WHAT THE TASK REQUIRES —
In the listing below, count the lines containing the string "OpenAiEmbeddingClient". Reply with that number only.

DATA FOR ANALYSIS —

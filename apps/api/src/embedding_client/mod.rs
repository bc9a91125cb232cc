/// Embedding client: the single point of entry for text embedding calls.
///
/// Scoring code depends on the `EmbeddingProvider` trait, never on the
/// concrete HTTP client, so a missing API key simply means no provider.
///
/// Model: text-embedding-3-small (1536 dimensions)
use async_trait::async_trait;
use reqwest::Client;
use serde::{Deserialize, Serialize};
use thiserror::Error;
use tracing::debug;

pub const DEFAULT_BASE_URL: &str = "https://api.openai.com/v1";
/// The embedding model used for CVs, job descriptions and search queries.
/// Vectors from different models are not comparable, so this is not configurable.
pub const MODEL: &str = "text-embedding-3-small";

#[derive(Debug, Error)]
pub enum EmbeddingError {
    #[error("HTTP error: {0}")]
    Http(#[from] reqwest::Error),

    #[error("API error (status {status}): {message}")]
    Api { status: u16, message: String },

    #[error("Provider returned no embedding")]
    EmptyData,
}

/// Anything that turns text into an embedding vector.
#[async_trait]
pub trait EmbeddingProvider: Send + Sync {
    async fn generate_embedding(&self, text: &str) -> Result<Vec<f32>, EmbeddingError>;
}

#[derive(Debug, Serialize)]
struct EmbeddingRequest<'a> {
    model: &'a str,
    input: &'a str,
}

#[derive(Debug, Deserialize)]
struct EmbeddingResponse {
    data: Vec<EmbeddingData>,
    usage: Option<Usage>,
}

#[derive(Debug, Deserialize)]
struct EmbeddingData {
    embedding: Vec<f32>,
}

#[derive(Debug, Deserialize)]
struct Usage {
    total_tokens: u32,
}

#[derive(Debug, Deserialize)]
struct OpenAiError {
    error: OpenAiErrorBody,
}

#[derive(Debug, Deserialize)]
struct OpenAiErrorBody {
    message: String,
}

/// OpenAI embeddings API client.
#[derive(Clone)]
pub struct OpenAiEmbeddingClient {
    client: Client,
    api_key: String,
    base_url: String,
}

impl OpenAiEmbeddingClient {
    pub fn new(api_key: String, base_url: String) -> Result<Self, EmbeddingError> {
        Ok(Self {
            client: Client::builder()
                .timeout(std::time::Duration::from_secs(30))
                .build()?,
            api_key,
            base_url: base_url.trim_end_matches('/').to_string(),
        })
    }
}

#[async_trait]
impl EmbeddingProvider for OpenAiEmbeddingClient {
    /// Single attempt; callers decide how to degrade on failure.
    async fn generate_embedding(&self, text: &str) -> Result<Vec<f32>, EmbeddingError> {
        let response = self
            .client
            .post(format!("{}/embeddings", self.base_url))
            .bearer_auth(&self.api_key)
            .json(&EmbeddingRequest { model: MODEL, input: text })
            .send()
            .await?;

        let status = response.status();
        if !status.is_success() {
            let body = response.text().await.unwrap_or_default();
            return Err(EmbeddingError::Api {
                status: status.as_u16(),
                message: parse_error_message(body),
            });
        }

        let parsed: EmbeddingResponse = response.json().await?;
        if let Some(usage) = &parsed.usage {
            debug!("Embedding call succeeded: total_tokens={}", usage.total_tokens);
        }
        first_embedding(parsed)
    }
}

fn first_embedding(response: EmbeddingResponse) -> Result<Vec<f32>, EmbeddingError> {
    response
        .data
        .into_iter()
        .next()
        .map(|d| d.embedding)
        .filter(|e| !e.is_empty())
        .ok_or(EmbeddingError::EmptyData)
}

/// Pulls `error.message` out of an OpenAI error body, falling back to the raw body.
fn parse_error_message(body: String) -> String {
    serde_json::from_str::<OpenAiError>(&body)
        .map(|e| e.error.message)
        .unwrap_or(body)
}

RESPONSE TO THIS EXERCISE —
3